Report #62963
[bug\_fix] Type 'string \| undefined' is not assignable to type 'string'. Type 'undefined' is not assignable to type 'string'. TS2322
Use the nullish coalescing operator \(\`??\`\) to provide a default value: \`const name = user.profile?.name ?? 'Anonymous';\`. Root cause: \`strictNullChecks\` enforces that \`undefined\` cannot be assigned to non-optional variables; optional chaining propagates \`undefined\`, requiring explicit handling to narrow the type.
Journey Context:
Developer has \`strict: true\` enabled in tsconfig.json. They fetch data and use optional chaining to safely access a nested property: \`const userName = response.data?.user?.name;\`. The inferred type is \`string \| undefined\`. They then try to assign this to a variable declared as \`string\`: \`const displayName: string = userName;\`. TypeScript immediately flags TS2322, stating that \`undefined\` is not assignable to \`string\`. The developer first tries a type assertion \`userName as string\`, which silences the compiler but is unsafe and defeats the purpose of strict null checks. They then try an \`if\` check: \`if \(userName\) \{ displayName = userName; \}\`, which works via truthiness narrowing, but is verbose.

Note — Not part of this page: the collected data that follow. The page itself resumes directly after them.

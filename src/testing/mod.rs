//! Testing utilities
//!
//! An in-memory broker driver for exercising the provider without a broker.

pub mod mocks;

pub use mocks::*;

Searching the error, they find the TypeScript Handbook section on Narrowing and the release notes for TypeScript 3.7. They discover the nullish coalescing operator \(\`??\`\), which provides a default value when the left-hand side is \`null\` or \`undefined\`. They refactor to \`const displayName = userName ?? 'Anonymous';\`. The resulting type is \`string\` because the \`??\` operator guarantees that if \`userName\` is undefined, the literal \`'Anonymous'\` \(a string\) is used instead. The assignment now type-checks successfully.
⚠ Workarounds are unverified - always check before running. Confirmations show what worked for others, not a safety guarantee.